Essentially I have a static shape that I can align to the normal of a brick, but as you can see here the rotation, represented by the yellow line, is always facing north.

Essentially what I wanted to do was rotate that axis-angle around the normal (represented by the blue line) so I can adjust which way the static shape is facing. I don't really know how to do this though.

I've been told that the correct way to do this is to sum two axis-angles together, one being a rotation around the normal axis, which would result in one axis-angle that has both rotations implemented. The problem is that I have no idea how to add two axis-angles together in torque script. I think what that entails would be converting both axis-angles to quaternions and then multiplying them together, but I'm literally just not good enough at math to write those functions, and I can't wrap my head around the explanations online.

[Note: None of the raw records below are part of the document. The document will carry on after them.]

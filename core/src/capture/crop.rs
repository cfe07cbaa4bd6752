//! Guide-to-buffer crop mapping
//!
//! The live preview fills the screen with cover-fit, so part of the camera
//! buffer is off screen. These functions map the on-screen square around the
//! circular guide back to a square in buffer pixels.

/// Largest guide diameter in screen pixels
pub const GUIDE_MAX_PX: f32 = 400.0;
/// Guide diameter as a fraction of the screen width
pub const GUIDE_FRACTION: f32 = 0.8;
/// Shrink factor keeping the capture inside the guide circle
pub const DEFAULT_TIGHTENING: f32 = 0.9;

/// Inputs for one capture, all in pixels except `offset_y`
#[derive(Clone, Copy, Debug, PartialEq)]
pub struct CaptureGeometry {
    /// Camera buffer size
    pub buffer: (f32, f32),
    /// Screen (viewport) size the preview is shown in
    pub screen: (f32, f32),
    /// Guide diameter on screen
    pub guide_size: f32,
    pub tightening: f32,
    /// Vertical shift as a fraction of the visible buffer height; positive moves up
    pub offset_y: f32,
}

impl CaptureGeometry {
    /// Geometry with the default guide size and tightening
    pub fn new(buffer: (u32, u32), screen: (f32, f32)) -> Self {
        Self {
            buffer: (buffer.0 as f32, buffer.1 as f32),
            screen,
            guide_size: default_guide_size(screen.0),
            tightening: DEFAULT_TIGHTENING,
            offset_y: 0.0,
        }
    }
}

/// Part of the buffer that is visible on screen
#[derive(Clone, Copy, Debug, PartialEq)]
pub struct VisibleRect {
    pub x: f32,
    pub y: f32,
    pub width: f32,
    pub height: f32,
}

/// Square region of the buffer to sample
#[derive(Clone, Copy, Debug, PartialEq)]
pub struct SourceRect {
    pub x: f32,
    pub y: f32,
    pub size: f32,
}

impl SourceRect {
    /// Integer pixel rectangle `(x, y, size)` that stays inside `buffer`
    pub fn to_pixels(&self, buffer: (u32, u32)) -> (u32, u32, u32) {
        let limit = buffer.0.min(buffer.1);
        let size = (self.size.round() as u32).clamp(1, limit.max(1));
        let x = (self.x.floor().max(0.0) as u32).min(buffer.0.saturating_sub(size));
        let y = (self.y.floor().max(0.0) as u32).min(buffer.1.saturating_sub(size));
        (x, y, size)
    }
}

pub fn default_guide_size(screen_width: f32) -> f32 {
    (screen_width * GUIDE_FRACTION).min(GUIDE_MAX_PX)
}

fn valid(v: f32) -> bool {
    v.is_finite() && v > 0.0
}

/// Visible sub-rectangle of the buffer under cover-fit.
///
/// Whichever axis overflows the screen aspect is cropped, centred.
pub fn cover_visible_rect(buffer: (f32, f32), screen: (f32, f32)) -> Option<VisibleRect> {
    let (bw, bh) = buffer;
    let (sw, sh) = screen;
    if !(valid(bw) && valid(bh) && valid(sw) && valid(sh)) {
        return None;
    }

    let buffer_aspect = bw / bh;
    let screen_aspect = sw / sh;

    let rect = if buffer_aspect > screen_aspect {
        // Wider than the screen, width is cropped
        let width = bh * screen_aspect;
        VisibleRect {
            x: (bw - width) / 2.0,
            y: 0.0,
            width,
            height: bh,
        }
    } else {
        // Taller than the screen, height is cropped
        let height = bw / screen_aspect;
        VisibleRect {
            x: 0.0,
            y: (bh - height) / 2.0,
            width: bw,
            height,
        }
    };
    Some(rect)
}

/// Square source rectangle in buffer pixels for the guide.
///
/// The result is always square and inside the buffer. `None` when any input
/// is zero, negative or not finite.
pub fn source_rect(geometry: &CaptureGeometry) -> Option<SourceRect> {
    if !(valid(geometry.guide_size) && valid(geometry.tightening) && geometry.offset_y.is_finite())
    {
        return None;
    }
    let visible = cover_visible_rect(geometry.buffer, geometry.screen)?;
    let (bw, bh) = geometry.buffer;

    let scale = visible.height / geometry.screen.1;
    let size = (geometry.guide_size * scale * geometry.tightening).min(bw.min(bh));

    let x = visible.x + (visible.width - size) / 2.0;
    let y = visible.y + (visible.height - size) / 2.0 - geometry.offset_y * visible.height;

    Some(SourceRect {
        x: x.clamp(0.0, bw - size),
        y: y.clamp(0.0, bh - size),
        size,
    })
}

Any help with this would be appreciated.

Also does eulerToQuat actually return a quaternion or does it return a regular axis-angle lol?

I tried defining a new axis-angle rotation like this:
Code: [Select]
%newRotAxis = %normal SPC %angle;
And then I converted it to a euler, and combined it with the euler of the axis-angle rotation of the static-shape, and then turned that combined euler into an axis-angle and used it to reset the static-shapes transform, and the weird part is that it sorta worked, but it forgets up on anything that's facing north or south

I wish I knew this.  I was able to copy the axis-angle values from blender for what I was doing, but a formula would help with this sort of thing.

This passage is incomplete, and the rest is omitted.